Yesterday I read a book on levitation. I couldn’t put it down.
—George Vander Weit
Between the couch and the glass-door cabinet there was just enough room to stack some pillows and blankets for our grandchildren who were staying overnight. Jonathon and Madison were having fun using them to make a mountain in front of the couch to climb, and then sliding over the arm of the couch into their “cave.”
“Grandma doesn’t think you should be doing that,” I said. “I don’t want you to break the glass and get hurt. It makes me nervous.”

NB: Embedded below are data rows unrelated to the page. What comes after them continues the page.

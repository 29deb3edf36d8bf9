#![allow(clippy::module_inception)]

use std::fmt::Display;

pub mod errors;
pub mod lexer;
pub mod parser;
pub mod value;

extern crate regex;

/// Where an error was raised, as carried by every [`errors::errors::Error`].
#[derive(Debug, Clone, Copy, PartialEq, Eq)]
pub enum Position {
    /// 1-based line in the source text.
    Line(usize),
    /// The token stream was already exhausted.
    EndOfFile,
    /// No stream context, e.g. a value operation.
    Unknown,
}

impl Display for Position {
    fn fmt(&self, f: &mut std::fmt::Formatter<'_>) -> std::fmt::Result {
        match self {
            Position::Line(line) => write!(f, "line {}", line),
            Position::EndOfFile => write!(f, "end of file"),
            Position::Unknown => write!(f, "unknown position"),
        }
    }
}
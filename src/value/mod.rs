//! Dynamic values for syntax-tree construction.
//!
//! This module contains the tagged union grammar entry points use to
//! assemble syntax trees. It handles:
//!
//! - Scalar, list, map, and opaque value kinds
//! - Kind-checked access with no silent coercion between kinds
//! - Bulk projection of lists and maps to plain string/integer collections
//! - Identity-preserving wrapping of host objects

pub mod value;
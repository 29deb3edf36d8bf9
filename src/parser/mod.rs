//! Parse driver module.
//!
//! This module contains the syntax driver that runs a complete parse:
//! it scans the source into tokens, hands the token cursor to an
//! externally supplied grammar entry point, and verifies the grammar
//! consumed every token before accepting its result.
//!
//! Grammar logic itself lives with the caller. The driver contributes
//! no syntax rules of its own; its one structural guarantee is that a
//! parse which leaves tokens behind never succeeds.

pub mod parser;

#[cfg(test)]
mod tests;
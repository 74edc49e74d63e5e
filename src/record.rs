//! Record assembly
//!
//! Normalize, fetch, extract, and fold the outcome into one
//! [`ExtractionResult`]. Failures never escape: they land in `error`.

use std::fmt::Display;

use serde::Serialize;
use tracing::warn;

use crate::extractors::extract_ops_page;
use crate::fetch::{FetchOptions, HttpFetcher, PageFetcher};
use crate::slug::normalize_code;

/// Separator used when qualifiers are flattened into one text field
pub const QUALIFIER_SEPARATOR: &str = "; ";

/// Outcome of one code lookup. On failure only `code` and `error` carry
/// information.
#[derive(Debug, Clone, PartialEq, Eq, Serialize)]
pub struct ExtractionResult {
    /// Code as displayed by the site, or the caller's input as fallback
    pub code: String,
    pub description: String,
    pub qualifiers: Vec<String>,
    /// URL the page was served from; empty when the fetch failed
    pub direct_link: String,
    #[serde(skip_serializing_if = "Option::is_none")]
    pub error: Option<String>,
}

impl ExtractionResult {
    fn failed(code: &str, error: impl Display) -> Self {
        Self {
            code: code.to_string(),
            description: String::new(),
            qualifiers: vec![],
            direct_link: String::new(),
            error: Some(error.to_string()),
        }
    }

    pub fn is_error(&self) -> bool {
        self.error.is_some()
    }

    /// Qualifiers joined with `"; "`
    pub fn qualifiers_joined(&self) -> String {
        self.qualifiers.join(QUALIFIER_SEPARATOR)
    }
}

/// Look up one code through `fetcher`.
pub fn assemble_with<F: PageFetcher + ?Sized>(fetcher: &F, code: &str) -> ExtractionResult {
    let slug = normalize_code(code);

    let page = match fetcher.fetch(&slug) {
        Ok(page) => page,
        Err(err) => {
            warn!(code, slug = %slug, error = %err, "lookup failed");
            return ExtractionResult::failed(code, err);
        }
    };

    let parsed = extract_ops_page(&page.html);
    let code = if parsed.code.is_empty() {
        code.trim().to_string()
    } else {
        parsed.code
    };

    ExtractionResult {
        code,
        description: parsed.description,
        qualifiers: parsed.qualifiers,
        direct_link: page.url,
        error: None,
    }
}

/// Look up one code with a fresh HTTP client built from `options`.
pub fn assemble(code: &str, options: &FetchOptions) -> ExtractionResult {
    match HttpFetcher::new(options) {
        Ok(fetcher) => assemble_with(&fetcher, code),
        Err(err) => {
            warn!(code, error = %err, "could not build HTTP client");
            ExtractionResult::failed(code, err)
        }
    }
}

“Grandma,” Jonathon replied, “maybe you should just go in the other room.”
A Sunday school teacher asked, “Johnny, do you think Noah did a lot of fishing when he was on the ark?”

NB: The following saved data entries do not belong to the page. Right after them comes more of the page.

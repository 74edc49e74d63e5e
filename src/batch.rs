//! Batch runs
//!
//! Codes come from a delimited file (first column only), are deduplicated on
//! the exact input string and then looked up one after another.

use std::collections::HashSet;
use std::io::Read;

use csv::ReaderBuilder;
use tracing::{debug, info};

use crate::fetch::PageFetcher;
use crate::record::{assemble_with, ExtractionResult};

/// First-column value that marks a header row (compared case-insensitively)
const HEADER_CELL: &str = "code";

#[derive(Debug, thiserror::Error)]
pub enum BatchError {
    #[error("failed to read input: {0}")]
    Io(#[from] std::io::Error),
    #[error("malformed CSV input: {0}")]
    Csv(#[from] csv::Error),
}

/// Progress callbacks for a batch run. Every method defaults to a no-op.
pub trait Progress {
    /// Called once with the number of codes that will be looked up.
    fn begin(&mut self, _total: usize) {}

    /// Called after each lookup, `index` starting at 1.
    fn item_done(&mut self, _index: usize, _result: &ExtractionResult) {}

    /// Called after the last lookup.
    fn finish(&mut self) {}
}

/// A no-op progress sink.
pub struct NullProgress;
impl Progress for NullProgress {}

/// Read codes from CSV text: first field of each row, trimmed. Blank cells
/// and `code` header rows are dropped. Invalid UTF-8 is replaced.
pub fn read_codes<R: Read>(mut reader: R) -> Result<Vec<String>, BatchError> {
    let mut bytes = Vec::new();
    reader.read_to_end(&mut bytes)?;
    let text = String::from_utf8_lossy(&bytes);

    let mut rows = ReaderBuilder::new()
        .has_headers(false)
        .flexible(true)
        .from_reader(text.as_bytes());

    let mut codes = Vec::new();
    for record in rows.records() {
        let record = record?;
        let Some(first) = record.get(0) else {
            continue;
        };
        let code = first.trim();
        if code.is_empty() || code.eq_ignore_ascii_case(HEADER_CELL) {
            continue;
        }
        codes.push(code.to_string());
    }

    Ok(codes)
}

/// Drop repeated codes (exact, case-sensitive match), keeping the first
/// occurrence and the input order.
pub fn dedupe_codes<I, S>(codes: I) -> Vec<String>
where
    I: IntoIterator<Item = S>,
    S: Into<String>,
{
    let mut seen = HashSet::new();
    codes
        .into_iter()
        .map(Into::into)
        .filter(|code| seen.insert(code.clone()))
        .collect()
}

/// Look up every distinct code in order, strictly one at a time.
///
/// A failing code only affects its own record.
pub fn run_batch<F, P>(fetcher: &F, codes: &[String], progress: &mut P) -> Vec<ExtractionResult>
where
    F: PageFetcher + ?Sized,
    P: Progress + ?Sized,
{
    let unique = dedupe_codes(codes.iter().map(String::as_str));
    if unique.len() < codes.len() {
        debug!(dropped = codes.len() - unique.len(), "dropped duplicate codes");
    }

    info!(total = unique.len(), "starting batch");
    progress.begin(unique.len());

    let mut results = Vec::with_capacity(unique.len());
    for (i, code) in unique.iter().enumerate() {
        let result = assemble_with(fetcher, code);
        progress.item_done(i + 1, &result);
        results.push(result);
    }

    progress.finish();
    let failed = results.iter().filter(|r| r.is_error()).count();
    info!(total = results.len(), failed, "batch finished");

    results
}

“No,” replied Johnny. “How could he, with just two worms?”
—Jean L. Washington
After a very moving rendition of the song “Please change my heart, Lord,” the congregation burst into laughter when our interim pastor stated that this was a very appropriate song for his last Sunday with us.

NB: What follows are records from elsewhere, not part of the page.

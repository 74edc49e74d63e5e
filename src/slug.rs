//! Code normalization
//!
//! The source site addresses each OPS code by a lowercase, hyphenated path
//! segment. Dots and mixed case only exist in the display form.

/// Convert a user-supplied code into the URL path segment the site expects.
///
/// Trims surrounding whitespace, replaces every `.` with `-` and lowercases
/// the result. Total: empty input yields an empty slug.
pub fn normalize_code(code: &str) -> String {
    code.trim().replace('.', "-").to_lowercase()
}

You see, he was scheduled for open heart surgery.
“Hello, son,” said our daughter to her 2-year-old child.
“Hello, moon,” replied Matthew.
Boss to employee: I’m giving you a raise because I want your last week here to be a happy one.
One morning my 3-year-old daughter and I were home alone. I overheard her say, “Don’t you just love my hairband?”
To which I replied, “I do. It’s beautiful!”
“No, Mommy,” she said. “I’m talking to Jesus!”
—Willena van Donkersgoed
My daughter sent me this text: My apartment is now as cat hair-free as it ever will be. :)
I replied: What did you do?
She texted back: Vacuumed like Kuyper. Every square inch.
—Dianne Van Rooyen
One evening we were showing our granddaughter, Lacy, the old finger play we did as kids: “Here’s the church, here’s the steeple; open the doors, and see all the people!” Then came the next part, with fingers exposed: “Here’s the church, here’s the steeple; open the doors, and where are the people?” Lacy’s immediate response: “They’re on the roof!”
Over supper one night, the grandchildren asked if we could speak to them in Dutch. Much laughter followed because they didn’t understand what we were saying.
Then the 4-year-old asked, “How do you laugh in Dutch?”
A marketing guru walks into a pizzeria to order a pizza. The waiter asks, “Shall I cut it into six or eight pieces?”
“Better make it eight,” says the guru. “I’m feeling pretty hungry right now.”
A speaker addressing a large group of women asked, “Where would man be today if it were not for woman?”
From the back of the room came a voice. “He’d be in the Garden of Eden eating strawberries.”